3.1. SOC Evolution Dynamic Trends
The progression of SOC over time demonstrates clear algorithmic differences. FLC consistently achieved faster SOC replenishment at each initial SOC level. This rapid increase can be attributed to the fuzzy control strategy’s ability to prioritize energy recovery. Conversely, RL exhibited a more gradual SOC progression, likely due to its policy-learning approach optimizing for long-term benefits rather than immediate gains.
At lower SOC levels (e.g., 0% to 33%), the disparity between FLC and RL was more obvious, with FLC achieving up to 20% higher SOC increments within equivalent time frames. However, as SOC levels approached 100%, both algorithms converged towards similar final states, indicating diminishing returns for FLC’s aggressive strategy.

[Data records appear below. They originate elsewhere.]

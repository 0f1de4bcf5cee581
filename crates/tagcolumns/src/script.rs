//! Script evaluation boundary.
//!
//! Scripting engines plug in through [`ScriptEvaluator`]. The crate ships
//! [`PercentTemplate`], which only understands `%name%` substitution and is
//! enough for columns that concatenate tags.

use std::cell::RefCell;
use std::collections::HashMap;
use std::fmt;
use std::rc::Rc;

use thiserror::Error;

use crate::fields::normalize_field_key;
use crate::item::{Item, Metadata};

/// Errors reported by a script evaluator.
#[derive(Debug, Clone, PartialEq, Eq, Error)]
pub enum ScriptError {
    /// The script text could not be parsed.
    #[error("syntax error at {position}: {message}")]
    Syntax { position: usize, message: String },

    /// The script parsed but failed while running.
    #[error("evaluation failed: {0}")]
    Evaluation(String),
}

/// Evaluation context for one item.
///
/// Variables come from the item's metadata; the item itself travels along
/// as the file hint for evaluators that need file-level information.
#[derive(Clone, Copy)]
pub struct ScriptContext<'a> {
    metadata: Option<&'a Metadata>,
    item: &'a dyn Item,
}

impl<'a> ScriptContext<'a> {
    /// Builds the context for an item.
    pub fn for_item(item: &'a dyn Item) -> Self {
        ScriptContext {
            metadata: item.metadata(),
            item,
        }
    }

    /// Returns the metadata variables are read from.
    pub fn metadata(&self) -> Option<&'a Metadata> {
        self.metadata
    }

    /// Returns the item being evaluated.
    pub fn item(&self) -> &'a dyn Item {
        self.item
    }

    /// Looks up a variable; `_name` and bare hidden names read `~name`.
    pub fn lookup(&self, name: &str) -> Option<String> {
        self.metadata?.get(&normalize_field_key(name))
    }

    /// Returns `true` if the variable is bound in the metadata.
    pub fn contains(&self, name: &str) -> bool {
        self.metadata
            .is_some_and(|metadata| metadata.contains(&normalize_field_key(name)))
    }
}

impl fmt::Debug for ScriptContext<'_> {
    fn fmt(&self, f: &mut fmt::Formatter<'_>) -> fmt::Result {
        f.debug_struct("ScriptContext")
            .field("metadata", &self.metadata)
            .finish_non_exhaustive()
    }
}

/// An external scripting engine.
pub trait ScriptEvaluator {
    /// Evaluates `script` against the context.
    fn evaluate(&self, script: &str, context: &ScriptContext<'_>) -> Result<String, ScriptError>;

    /// Checks the script for syntax errors without evaluating it.
    fn validate(&self, script: &str) -> Result<(), ScriptError>;
}

#[derive(Debug, Clone, PartialEq, Eq)]
enum Segment {
    Literal(String),
    Variable(String),
}

/// Minimal evaluator substituting `%name%` variables.
///
/// Unknown variables expand to `""`. A `%` without a closing partner, or a
/// variable name with characters outside `[A-Za-z0-9_~:]`, is a syntax
/// error. Parsed templates are kept per script text.
#[derive(Debug, Default)]
pub struct PercentTemplate {
    compiled: RefCell<HashMap<String, Rc<Vec<Segment>>>>,
}

impl PercentTemplate {
    /// Creates an evaluator with an empty template cache.
    pub fn new() -> Self {
        Self::default()
    }

    fn compile(&self, script: &str) -> Result<Rc<Vec<Segment>>, ScriptError> {
        if let Some(segments) = self.compiled.borrow().get(script) {
            return Ok(Rc::clone(segments));
        }
        let segments = Rc::new(parse_template(script)?);
        self.compiled
            .borrow_mut()
            .insert(script.to_string(), Rc::clone(&segments));
        Ok(segments)
    }
}

impl ScriptEvaluator for PercentTemplate {
    fn evaluate(&self, script: &str, context: &ScriptContext<'_>) -> Result<String, ScriptError> {
        let segments = self.compile(script)?;
        let mut out = String::new();
        for segment in segments.iter() {
            match segment {
                Segment::Literal(text) => out.push_str(text),
                Segment::Variable(name) => {
                    if let Some(value) = context.lookup(name) {
                        out.push_str(&value);
                    }
                }
            }
        }
        Ok(out)
    }

    fn validate(&self, script: &str) -> Result<(), ScriptError> {
        parse_template(script).map(|_| ())
    }
}

fn is_variable_char(c: char) -> bool {
    c.is_ascii_alphanumeric() || matches!(c, '_' | '~' | ':')
}

fn parse_template(script: &str) -> Result<Vec<Segment>, ScriptError> {
    let mut segments = Vec::new();
    let mut rest = script;
    let mut offset = 0;

    while let Some(open) = rest.find('%') {
        if open > 0 {
            segments.push(Segment::Literal(rest[..open].to_string()));
        }
        let after = &rest[open + 1..];
        let close = after.find('%').ok_or_else(|| ScriptError::Syntax {
            position: offset + open,
            message: "unterminated variable".to_string(),
        })?;
        let name = &after[..close];
        if name.is_empty() {
            return Err(ScriptError::Syntax {
                position: offset + open,
                message: "empty variable name".to_string(),
            });
        }
        if let Some(bad) = name.chars().find(|c| !is_variable_char(*c)) {
            return Err(ScriptError::Syntax {
                position: offset + open,
                message: format!("invalid character {bad:?} in variable name"),
            });
        }
        segments.push(Segment::Variable(name.to_string()));

        let consumed = open + 1 + close + 1;
        offset += consumed;
        rest = &rest[consumed..];
    }
    if !rest.is_empty() {
        segments.push(Segment::Literal(rest.to_string()));
    }
    Ok(segments)
}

The progression across all initial SOC levels shown in
Figure 10 was applied after calculating the net SOC:
SOC Comparison Analysis:
Dynamic Analysis:
RL shows steady, gradual SOC score progression across all levels, as seen in the figure, aligning with the cost-efficiency strategy.
FLC displays rapid growth, especially at low SOC levels, prioritizing immediate SOC recovery.
Generalised Trends:
The figure confirms that FLC consistently achieves higher SOC scores than RL, particularly at lower initial SOC levels.
The gap narrows as initial SOC increases, which aligns with the described performance.
Implications:
RL’s slower growth reflects its focus on long-term optimization and battery preservation, apparent from its gradual progression in the chart.
FLC’s rapid SOC recovery ensures system responsiveness but may come at the cost of higher energy usage, consistent with its steep score increase.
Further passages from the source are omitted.